10 Maret, 2022

,

Hands on Experience, Belajar Secara Faktual


Kemarin siang, tiga rekan guru saya berbincang-bincang. Salah satunya yang menjadi guru Kelas 2 berkata, "Tadi saya lewat ruang Kelas 1, harum sekali ruangannya". Bu guru Kelas 1 pun membalas, "Iya, tadi anak-anak saya suruh belajar mengepel. Mereka bersemangat sekali. Bahkan saling berebutan mengambil alatnya, saat dijelaskan apa saja yang perlu dipersiapkan." Mendengar ini, bu guru Kelas 3 ikutan nimbrung, "Ooo... gitu ya? Makanya semerbak mewangi kemana-mana." Bu guru Kelas 1 berujar, "Iya ini sesuai dengan materi yang ada di buku. Kan memang mintanya Kurikulum 2013 begitu".

Yang dilakukan oleh bu guru Kelas 1 inilah yang disebut dengan Hands on Experience. Hands on Experience dalam pelaksanaannya benar-benar melibatkan siswa dalam kegiatan tertentu, tidak cuma secara teoritis. Makanya secara terminologi, Hands on Experience diartikan sebagai suatu rancangan pembelajaran yang bertujuan untuk melibatkan anak dimulai dari menggali informasi, bertanya, beraktivitas, menemukan sampai menyimpulkan. Sehingga pembelajaran ini juga disebut dengan istilah Authentic Learning atau dikenal juga dengan nama Experiental Education. Dan ini setara dengan konsep learning by doing. Sebuah konsep belajar dengan mengerjakan sesuatu secara aktif dan mempunyai dampak dalam perubahan perilaku pelajar. 

Namun persoalannya, seringkali sulit sekali dilaksanakan di dalam pembelajaran. Ada dua sebab utama yang menjadikannya sulit. Pertama, soal waktu. Bagaimanapun juga alokasi waktu untuk praktik siswa, cenderung tidak bisa diperkirakan. Lebih banyak kurangnya dibandingkan dengan lebihnya. Karena saat pelaksanaan, sebagian anak tidak mau berhenti, dan sebagian lain tidak tuntas-tuntas dalam pengerjaannya. Dan guru lebih terdorong untuk membantu yang tidak bisa, dan memberikan keleluasaan pada yang sudah berhasil (yang mereka ini suka mengulangi lagi percobaannya). Padahal secara "kurikulum" ada batas waktu yang telah ditentukan. 

Yang kedua, soal administrasi. Persoalan administrasi ini juga sama dengan yang tadi. Sulit dicari solusinya.
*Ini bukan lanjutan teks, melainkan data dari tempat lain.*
//! Shared builders for integration tests.

use chrono::{DateTime, TimeZone, Utc};
use credit_core::{Transaction, TransactionType};
use credit_model::ModelConfig;
use serde_json::{json, Value};

pub const DAY: i64 = 86_400;

/// Base instant for synthetic ledgers (2021-01-01T00:00:00Z).
pub const EPOCH: i64 = 1_609_459_200;

pub fn ts(day: i64) -> DateTime<Utc> {
    Utc.timestamp_opt(EPOCH + day * DAY, 0).unwrap()
}

pub fn tx(wallet: &str, kind: TransactionType, amount: f64, day: i64) -> Transaction {
    Transaction::new(wallet, kind, amount, ts(day)).unwrap()
}

/// Activity shape of one synthetic wallet.
#[derive(Debug, Clone, Copy, Default)]
pub struct Profile {
    pub deposits: u32,
    pub borrows: u32,
    pub repays: u32,
    pub redeems: u32,
    pub liquidations: u32,
    /// Days between the first and last transaction.
    pub span_days: i64,
}

impl Profile {
    /// Transactions spread evenly over `span_days`, starting at `start_day`.
    pub fn transactions(&self, wallet: &str, start_day: i64) -> Vec<Transaction> {
        let kinds = [
            (TransactionType::Deposit, self.deposits),
            (TransactionType::Borrow, self.borrows),
            (TransactionType::Repay, self.repays),
            (TransactionType::Redeem, self.redeems),
            (TransactionType::Liquidation, self.liquidations),
        ];
        let total: u32 = kinds.iter().map(|(_, n)| n).sum();
        let mut out = Vec::with_capacity(total as usize);
        let mut k = 0i64;
        for (kind, n) in kinds {
            for _ in 0..n {
                let day = if total > 1 { start_day + self.span_days * k / (total as i64 - 1) } else { start_day };
                out.push(tx(wallet, kind, 10.0 + (k % 7) as f64, day));
                k += 1;
            }
        }
        out
    }
}

/// A deterministic ledger of `wallets` wallets with varied profiles.
pub fn synthetic_ledger(wallets: usize) -> Vec<Transaction> {
    (0..wallets)
        .flat_map(|w| {
            let w32 = w as u32;
            let profile = Profile {
                deposits: 1 + w32 % 4,
                borrows: 1 + w32 % 5,
                repays: (w32 * 7) % 8,
                redeems: w32 % 3,
                liquidations: u32::from(w % 11 == 0),
                span_days: ((w * 13) % 150) as i64,
            };
            profile.transactions(&format!("0x{w:040x}"), (w % 30) as i64)
        })
        .collect()
}

/// Encode transactions as a JSON log, alternating between the canonical field
/// names and the protocol export layout.
pub fn ledger_json(transactions: &[Transaction]) -> String {
    let records: Vec<Value> = transactions
        .iter()
        .enumerate()
        .map(|(i, t)| {
            if i % 2 == 0 {
                json!({
                    "wallet_address": t.wallet_address(),
                    "transaction_type": t.transaction_type().as_str(),
                    "amount": t.amount(),
                    "timestamp": t.timestamp().timestamp(),
                })
            } else {
                json!({
                    "userWallet": t.wallet_address(),
                    "action": t.transaction_type().as_str(),
                    "actionData": { "amount": t.amount().to_string() },
                    "timestamp": t.timestamp().to_rfc3339(),
                })
            }
        })
        .collect();
    Value::Array(records).to_string()
}

/// Small forest for fast tests.
pub fn small_config() -> ModelConfig {
    ModelConfig {
        n_estimators: 10,
        ..ModelConfig::default()
    }
}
Karena selain sebagai guru, adalah juga seorang pegawai. Sebagai seorang pegawai tentu harus menuntaskan hal-hal yang terkait dengan administrasi. Dan ini tidak bisa dihindari maupun diabaikan. 

Akhirnya memang dilematis peran guru ini. Di satu pihak dituntut mengajar dengan inovatif. Di sisi lain ada tuntutan profesionalisme yang terkait dengan birokrasi kepegawaian. Jadi mau tidak mau, harus memeras otak dan memerah tenaga, agar semuanya berjalan dengan lancar. 

Makanya perundangan tentang pendidikan yang sekarang sedang digodok di tingkat kementerian, moga-moga mampu memberikan secercah asa tentang bagaimana guru seharusnya mengajar dengan baik. Tanpa diganggu keruwetan-keruwetan, yang sebenarnya bisa dialih-dayakan ke pihak lain. Sehingga proses pembelajaran berjalan dengan lancar, dan tentunya berkemajuan.